El problema de las emisiones es tan grave en Tarento, que el Ministerio de Sanidad cifra en entre un 20% y un 30% la mayor incidencia de tumores en la zona y hay colegios que, incluso, deben cerrar de forma frecuente porque el aire es irrespirable. De hecho, este fue uno de los motivos que llevó al poder judicial en 2012 a retirar el control sobre la factoría a sus propietarios, la familia Riva, acusándola, entre otros delitos, de desastre ambiental. Para reducir de forma drástica la contaminación, Arcelor prevé invertir 1.150 millones durante los próximos cinco años y otro tanto para lograr incrementar la producción actual de 5,8 millones de toneladas a unos 9,5 -Asturias produce 4,8 y prevé 5 millones en 2019-.
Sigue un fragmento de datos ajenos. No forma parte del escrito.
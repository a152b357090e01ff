use std::collections::HashMap;

use serde::{Deserialize, Serialize};
use uuid::Uuid;

/// Execution state of a task record.
///
/// `Prepared` marks undo/retry records that exist but have not been
/// dispatched yet. `Retry` is reserved for workers re-announcing a record
/// after a crash; the engine itself never sets it.
#[derive(Debug, Clone, Copy, PartialEq, Eq, Serialize, Deserialize)]
#[serde(rename_all = "UPPERCASE")]
pub enum TaskStatus {
    Pending,
    Prepared,
    Started,
    Retry,
    Success,
    Failure,
}

impl TaskStatus {
    /// Terminal states never change on the record itself; recovery happens
    /// through undo/retry records.
    pub fn is_terminal(self) -> bool {
        matches!(self, TaskStatus::Success | TaskStatus::Failure)
    }
}

impl std::fmt::Display for TaskStatus {
    fn fmt(&self, f: &mut std::fmt::Formatter<'_>) -> std::fmt::Result {
        match self {
            TaskStatus::Pending => write!(f, "PENDING"),
            TaskStatus::Prepared => write!(f, "PREPARED"),
            TaskStatus::Started => write!(f, "STARTED"),
            TaskStatus::Retry => write!(f, "RETRY"),
            TaskStatus::Success => write!(f, "SUCCESS"),
            TaskStatus::Failure => write!(f, "FAILURE"),
        }
    }
}

impl std::str::FromStr for TaskStatus {
    type Err = anyhow::Error;

    fn from_str(s: &str) -> Result<Self, Self::Err> {
        match s {
            "PENDING" => Ok(TaskStatus::Pending),
            "PREPARED" => Ok(TaskStatus::Prepared),
            "STARTED" => Ok(TaskStatus::Started),
            "RETRY" => Ok(TaskStatus::Retry),
            "SUCCESS" => Ok(TaskStatus::Success),
            "FAILURE" => Ok(TaskStatus::Failure),
            other => Err(anyhow::anyhow!("unknown task status: {}", other)),
        }
    }
}

/// Lifecycle mode a plan is built for.
#[derive(Debug, Clone, Copy, PartialEq, Eq)]
pub enum LifecycleMode {
    Run,
    Undo,
    Retry,
    Resume,
}

/// Captured failure details persisted on a task record.
#[derive(Debug, Clone, Serialize, Deserialize)]
pub struct ErrorInfo {
    /// Error kind, e.g. "ParameterError", "TransportError", "LeafFailure".
    pub kind: String,
    pub message: String,
    #[serde(skip_serializing_if = "Option::is_none")]
    pub traceback: Option<String>,
}

/// Outcome of one executed leaf, as reported by a plan join.
#[derive(Debug, Clone)]
pub struct TaskOutcome {
    pub task: Uuid,
    pub status: TaskStatus,
    pub result: Option<serde_json::Value>,
    pub error: Option<ErrorInfo>,
}

impl TaskOutcome {
    pub fn is_failure(&self) -> bool {
        self.status == TaskStatus::Failure
    }
}

/// Engine-wide runtime configuration.
#[derive(Debug, Clone, Serialize, Deserialize)]
#[serde(default)]
pub struct EngineConfig {
    /// Execute all plans inline, ignoring queue hints.
    pub eager_mode: bool,
    /// In eager mode, re-raise the first leaf failure to the caller.
    pub propagate_exceptions: bool,
    /// Chunk size for the file transport tasks.
    pub default_block_size: u64,
    /// Hash family for checksum leaves.
    pub default_checksum_algorithm: String,
    /// Worker pool name → worker count for deferred dispatch.
    pub worker_pools: HashMap<String, usize>,
}

impl Default for EngineConfig {
    fn default() -> Self {
        let mut worker_pools = HashMap::new();
        worker_pools.insert("default".to_string(), num_cpus::get());
        worker_pools.insert("file_operation".to_string(), 2);
        worker_pools.insert("validation".to_string(), 2);

        Self {
            eager_mode: false,
            propagate_exceptions: false,
            default_block_size: 65536,
            default_checksum_algorithm: "SHA-256".to_string(),
            worker_pools,
        }
    }
}

impl EngineConfig {
    /// Configuration for inline execution, the mode tests run in.
    pub fn eager() -> Self {
        Self {
            eager_mode: true,
            ..Self::default()
        }
    }

    /// Apply `ARKFLOW_*` environment overrides.
    pub fn with_env_overrides(mut self) -> Self {
        if let Ok(v) = std::env::var("ARKFLOW_EAGER_MODE")
            && let Ok(b) = v.parse()
        {
            self.eager_mode = b;
        }
        if let Ok(v) = std::env::var("ARKFLOW_PROPAGATE_EXCEPTIONS")
            && let Ok(b) = v.parse()
        {
            self.propagate_exceptions = b;
        }
        if let Ok(v) = std::env::var("ARKFLOW_DEFAULT_BLOCK_SIZE")
            && let Ok(n) = v.parse()
        {
            self.default_block_size = n;
        }
        if let Ok(v) = std::env::var("ARKFLOW_DEFAULT_CHECKSUM_ALGORITHM") {
            self.default_checksum_algorithm = v;
        }
        self
    }
}

#[cfg(test)]
mod tests {
    use super::*;

    #[test]
    fn status_round_trips_through_display() {
        for s in [
            TaskStatus::Pending,
            TaskStatus::Prepared,
            TaskStatus::Started,
            TaskStatus::Retry,
            TaskStatus::Success,
            TaskStatus::Failure,
        ] {
            let parsed: TaskStatus = s.to_string().parse().unwrap();
            assert_eq!(parsed, s);
        }
    }

    #[test]
    fn only_success_and_failure_are_terminal() {
        assert!(TaskStatus::Success.is_terminal());
        assert!(TaskStatus::Failure.is_terminal());
        assert!(!TaskStatus::Pending.is_terminal());
        assert!(!TaskStatus::Prepared.is_terminal());
        assert!(!TaskStatus::Started.is_terminal());
    }
}
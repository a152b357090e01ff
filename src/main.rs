use std::process::ExitCode;

use tracing_subscriber::EnvFilter;

/// `ARKFLOW_LOG` wins over `RUST_LOG`; without either, engine spans log at
/// info and everything else stays quiet.
fn init_tracing() {
    let filter = std::env::var("ARKFLOW_LOG")
        .ok()
        .map(EnvFilter::new)
        .or_else(|| EnvFilter::try_from_default_env().ok())
        .unwrap_or_else(|| EnvFilter::new("arkflow=info,warn"));

    tracing_subscriber::fmt().with_env_filter(filter).init();
}

#[tokio::main]
async fn main() -> ExitCode {
    dotenvy::dotenv().ok();
    init_tracing();

    match arkflow::cli::run_cli().await {
        Ok(()) => ExitCode::SUCCESS,
        Err(e) => {
            tracing::error!("{:#}", e);
            ExitCode::FAILURE
        }
    }
}
pub mod builtin;

use std::collections::HashMap;
use std::sync::Arc;

use anyhow::Result;
use async_trait::async_trait;

use crate::engine::error::WorkflowError;
use crate::engine::runtime::TaskHandle;
use crate::records::TaskRecord;

/// Trait all task implementations must implement.
///
/// Implementations are stateless; every invocation receives a fresh handle
/// carrying the task record, progress reporting and engine access. Bound
/// parameters are read from `handle.params()` with explicit validation —
/// declaring a `params_schema` gets them checked before `run` is invoked.
#[async_trait]
pub trait TaskHandler: Send + Sync {
    /// Fully-qualified dotted task name (e.g. "arkflow.tasks.calculate_checksum").
    fn name(&self) -> &str;

    /// Worker pool hint for deferred dispatch.
    fn queue(&self) -> &str {
        "default"
    }

    /// Hidden tasks are bookkeeping detail, filtered from user-facing listings.
    fn hidden(&self) -> bool {
        false
    }

    /// Optional JSON schema the bound params must satisfy.
    fn params_schema(&self) -> Option<serde_json::Value> {
        None
    }

    /// Forward entry point.
    async fn run(&self, handle: &TaskHandle) -> Result<serde_json::Value>;

    /// Reverse entry point, invoked for `undo_type = true` records. The
    /// default is a no-op so the undo record still exists for chain
    /// accounting even when a task has no meaningful reverse.
    async fn undo(&self, handle: &TaskHandle) -> Result<()> {
        let _ = handle;
        Ok(())
    }

    /// Human-readable message persisted on the record after a successful run.
    fn event_outcome_success(&self, params: &serde_json::Value) -> Option<String> {
        let _ = params;
        None
    }
}

/// Registry of available task implementations.
pub struct TaskRegistry {
    handlers: HashMap<String, Arc<dyn TaskHandler>>,
}

impl Default for TaskRegistry {
    fn default() -> Self {
        Self::new()
    }
}

impl TaskRegistry {
    pub fn new() -> Self {
        Self {
            handlers: HashMap::new(),
        }
    }

    /// A registry with all built-in tasks registered.
    pub fn with_builtins() -> Self {
        let mut registry = Self::new();
        builtin::register_all(&mut registry);
        registry
    }

    pub fn register(&mut self, handler: Arc<dyn TaskHandler>) {
        self.handlers.insert(handler.name().to_string(), handler);
    }

    /// Look up a handler by its registered name.
    pub fn resolve(&self, name: &str) -> Result<Arc<dyn TaskHandler>> {
        self.handlers
            .get(name)
            .cloned()
            .ok_or_else(|| WorkflowError::UnknownTask(name.to_string()).into())
    }

    /// Validate a record before it is persisted: a non-composite task must
    /// reference a registered name.
    pub fn validate(&self, record: &TaskRecord) -> Result<()> {
        if !record.composite && !self.handlers.contains_key(&record.name) {
            return Err(WorkflowError::UnknownTask(record.name.clone()).into());
        }
        Ok(())
    }

    /// Registered names with their queue hints, visible tasks only,
    /// sorted by name.
    pub fn list(&self) -> Vec<(&str, &str)> {
        let mut entries: Vec<(&str, &str)> = self
            .handlers
            .values()
            .filter(|h| !h.hidden())
            .map(|h| (h.name(), h.queue()))
            .collect();
        entries.sort_by_key(|(name, _)| *name);
        entries
    }
}
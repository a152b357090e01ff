pub mod memory;
pub mod sqlite;

use anyhow::Result;
use async_trait::async_trait;
use chrono::{DateTime, Utc};
use serde::{Deserialize, Serialize};
use uuid::Uuid;

use crate::engine::types::{ErrorInfo, TaskStatus};

/// A named composite workflow node owning ordered child steps and tasks.
#[derive(Debug, Clone, Serialize, Deserialize)]
pub struct StepRecord {
    pub id: Uuid,
    pub name: String,
    pub user: String,
    pub parent_step: Option<Uuid>,
    pub parent_step_pos: i32,
    pub parallel: bool,
    pub hidden: bool,
    /// Domain back-reference, e.g. the information package this step works on.
    pub information_package: Option<Uuid>,
    pub created: DateTime<Utc>,
}

impl StepRecord {
    pub fn new(name: &str, user: &str) -> Self {
        Self {
            id: Uuid::new_v4(),
            name: name.to_string(),
            user: user.to_string(),
            parent_step: None,
            parent_step_pos: 0,
            parallel: false,
            hidden: false,
            information_package: None,
            created: Utc::now(),
        }
    }

    pub fn parallel(mut self) -> Self {
        self.parallel = true;
        self
    }

    pub fn under(mut self, parent: Uuid, pos: i32) -> Self {
        self.parent_step = Some(parent);
        self.parent_step_pos = pos;
        self
    }
}

/// A leaf workflow node bound to a registered task name.
///
/// Tasks can themselves own child tasks (sub-plans created at execution
/// time); `composite` marks records that exist purely to group children and
/// are exempt from registry validation.
#[derive(Debug, Clone, Serialize, Deserialize)]
pub struct TaskRecord {
    pub id: Uuid,
    pub name: String,
    pub composite: bool,
    pub params: serde_json::Value,
    pub result: Option<serde_json::Value>,
    pub status: TaskStatus,
    pub progress: u8,
    pub time_started: Option<DateTime<Utc>>,
    pub time_done: Option<DateTime<Utc>>,
    /// Groups all records created by one undo or retry invocation.
    pub attempt: Uuid,
    pub parent_step: Option<Uuid>,
    pub parent_step_pos: i32,
    pub parent: Option<Uuid>,
    pub parent_pos: i32,
    pub parallel: bool,
    pub hidden: bool,
    pub undo_type: bool,
    /// The task that replaced this one after a retry.
    pub retried: Option<Uuid>,
    /// The undo record created to reverse this task.
    pub undone: Option<Uuid>,
    pub einfo: Option<ErrorInfo>,
    pub event_outcome: Option<String>,
    pub information_package: Option<Uuid>,
    pub created: DateTime<Utc>,
}

impl TaskRecord {
    pub fn new(name: &str, params: serde_json::Value) -> Self {
        Self {
            id: Uuid::new_v4(),
            name: name.to_string(),
            composite: false,
            params,
            result: None,
            status: TaskStatus::Pending,
            progress: 0,
            time_started: None,
            time_done: None,
            attempt: Uuid::new_v4(),
            parent_step: None,
            parent_step_pos: 0,
            parent: None,
            parent_pos: 0,
            parallel: false,
            hidden: false,
            undo_type: false,
            retried: None,
            undone: None,
            einfo: None,
            event_outcome: None,
            information_package: None,
            created: Utc::now(),
        }
    }

    pub fn in_step(mut self, step: Uuid, pos: i32) -> Self {
        self.parent_step = Some(step);
        self.parent_step_pos = pos;
        self
    }

    pub fn child_of(mut self, task: Uuid, pos: i32) -> Self {
        self.parent = Some(task);
        self.parent_pos = pos;
        self
    }

    /// A task is live while it has not been superseded by a retry record
    /// and is not itself an undo record.
    pub fn is_live(&self) -> bool {
        !self.undo_type && self.retried.is_none()
    }
}

/// The two node kinds of the workflow forest.
#[derive(Debug, Clone)]
pub enum Node {
    Step(StepRecord),
    Task(TaskRecord),
}

impl Node {
    pub fn id(&self) -> Uuid {
        match self {
            Node::Step(s) => s.id,
            Node::Task(t) => t.id,
        }
    }
}

/// Durable storage for step and task records.
///
/// Writes must be visible to concurrent readers at step boundaries
/// (read-committed or better). All result/status/progress fields are
/// written only by the task runtime for the owning leaf; undo/retry
/// pointers only by the lifecycle operators.
#[async_trait]
pub trait RecordStore: Send + Sync {
    async fn create_step(&self, step: &StepRecord) -> Result<()>;
    async fn create_task(&self, task: &TaskRecord) -> Result<()>;

    async fn get_step(&self, id: Uuid) -> Result<StepRecord>;
    async fn get_task(&self, id: Uuid) -> Result<TaskRecord>;

    /// Delete a step and everything under it.
    async fn delete_step(&self, id: Uuid) -> Result<()>;

    async fn set_task_status(&self, id: Uuid, status: TaskStatus) -> Result<()>;
    /// Monotonic: a lower value than the persisted one is ignored.
    async fn set_task_progress(&self, id: Uuid, progress: u8) -> Result<()>;
    async fn set_task_result(&self, id: Uuid, result: Option<serde_json::Value>) -> Result<()>;
    async fn set_task_einfo(&self, id: Uuid, einfo: Option<ErrorInfo>) -> Result<()>;
    async fn set_task_event_outcome(&self, id: Uuid, outcome: Option<String>) -> Result<()>;
    async fn set_task_time_started(&self, id: Uuid, at: Option<DateTime<Utc>>) -> Result<()>;
    async fn set_task_time_done(&self, id: Uuid, at: Option<DateTime<Utc>>) -> Result<()>;

    /// Child steps ordered by `(parent_step_pos, created)`.
    async fn child_steps(&self, step: Uuid) -> Result<Vec<StepRecord>>;
    /// All tasks directly under a step, ordered by `(parent_step_pos, created)`.
    async fn tasks_of_step(&self, step: Uuid) -> Result<Vec<TaskRecord>>;
    /// Tasks under a step with `undo_type = false AND retried IS NULL`.
    async fn live_tasks(&self, step: Uuid) -> Result<Vec<TaskRecord>>;
    /// Live tasks under a step with `status = FAILURE`.
    async fn failed_tasks(&self, step: Uuid) -> Result<Vec<TaskRecord>>;
    /// Tasks with `undone IS NULL AND undo_type = false AND status = PENDING`.
    async fn pending_tasks(&self, step: Uuid) -> Result<Vec<TaskRecord>>;
    /// Tasks with `undone IS NOT NULL AND retried IS NULL`.
    async fn undone_unretried_tasks(&self, step: Uuid) -> Result<Vec<TaskRecord>>;

    /// Child tasks of a task ordered by `(parent_pos, created)`.
    async fn child_tasks(&self, task: Uuid) -> Result<Vec<TaskRecord>>;
    /// Child tasks with `undo_type = false AND retried IS NULL`.
    async fn live_child_tasks(&self, task: Uuid) -> Result<Vec<TaskRecord>>;

    /// Create the undo record for `original` and point `original.undone` at
    /// it, atomically. The undo record copies the original's params and
    /// positions, with `undo_type = true`, `status = PREPARED` and the
    /// given attempt id. Fails with an integrity error when an outstanding
    /// undo already exists.
    async fn create_undo_task(&self, original: Uuid, attempt: Uuid) -> Result<TaskRecord>;

    /// Create the retry record for `original` and point `original.retried`
    /// at it, atomically. The replacement copies name, params and
    /// positions with `status = PREPARED` and a fresh attempt, and adopts
    /// the original's child tasks so an inherited sub-plan can be resumed.
    /// Fails with an integrity error when a retry already exists.
    async fn create_retry_task(&self, original: Uuid, attempt: Uuid) -> Result<TaskRecord>;
}

/// Copy shared by both stores when building an undo record.
pub(crate) fn undo_copy(original: &TaskRecord, attempt: Uuid) -> TaskRecord {
    TaskRecord {
        id: Uuid::new_v4(),
        name: original.name.clone(),
        composite: original.composite,
        params: original.params.clone(),
        result: None,
        status: TaskStatus::Prepared,
        progress: 0,
        time_started: None,
        time_done: None,
        attempt,
        parent_step: original.parent_step,
        parent_step_pos: original.parent_step_pos,
        parent: original.parent,
        parent_pos: original.parent_pos,
        parallel: original.parallel,
        hidden: original.hidden,
        undo_type: true,
        retried: None,
        undone: None,
        einfo: None,
        event_outcome: None,
        information_package: original.information_package,
        created: Utc::now(),
    }
}

/// Copy shared by both stores when building a retry record.
pub(crate) fn retry_copy(original: &TaskRecord, attempt: Uuid) -> TaskRecord {
    TaskRecord {
        id: Uuid::new_v4(),
        name: original.name.clone(),
        composite: original.composite,
        params: original.params.clone(),
        result: None,
        status: TaskStatus::Prepared,
        progress: 0,
        time_started: None,
        time_done: None,
        attempt,
        parent_step: original.parent_step,
        parent_step_pos: original.parent_step_pos,
        parent: original.parent,
        parent_pos: original.parent_pos,
        parallel: original.parallel,
        hidden: original.hidden,
        undo_type: false,
        retried: None,
        undone: None,
        einfo: None,
        event_outcome: None,
        information_package: original.information_package,
        created: Utc::now(),
    }
}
El pasado 29 de septiembre, el Consejo de Ministros italiano modificó el plan ambiental de Ilva, unos cambios que el presidente de Apulia, Michele Emiliano, considera «ilegítimos», ya que extiende hasta 2023 la posibilidad de mantener «actividades del acero en las mismas condiciones». Su objetivo era dar tiempo a Arcelor para acometer las intervenciones anunciadas, pero en opinión de Emiliano el decreto viola «los principios más elementales de publicidad, transparencia e imparcialidad». Detrás de los recursos se encuentra también la preferencia de la región y de Tarento por la oferta de Acciaitalia-Jindal, que ofrecía peores condiciones laborales y más despidos -6.400 frente a los 4.800 de Arcelor -, pero apostaba por una mayor descarbonización de la planta.

La lucha entre autoridades está servida. Por un lado Apulia y Tarento y por otro el Ejecutivo de Paolo Gentiloni, con el que se han alineado los sindicatos. «He decidido que congelaremos las negociaciones sobre Ilva a la espera de la decisión del TAR de Lecce sobre la apelación», ha asegurado Calenda, que pide que se retiren los recursos ante la posibilidad del cierre de Ilva. «Está en riesgo la venta y el plan de reurbanización, espero que se hayan evaluado las consecuencias», ha avisado también, para reclamar unas negociaciones que considera imposibles, «cuando el diálogo se mueve en los tribunales».

El alcalde de Tarento se ha mostrado inflexible. Rinaldo Melucci ha contestado al ministro que él solo responde a su «conciencia y a los tarentinos» y ha añadido que «el chantaje» no le asusta. Mientras, el presidente de Apulia defiende que la apelación no detendrá la adjudicación, sino que, de tener éxito, solo conducirá a un cambio en el decreto ambiental.

Por su parte, Arcelor recuerda que la inversión de 2.300 millones mejorará el desempeño industrial y ambiental, algo que podría ahora verse comprometido. «Es una verdadera y gran pena que nuestra voluntad y capacidad para realizar tales inversiones se vean afectadas por esta apelación. Los inversores internacionales -señala- deben poder trabajar en contextos de seguridad jurídica». En este sentido, el grupo confirma su deseo de proceder con rapidez a culminar la operación.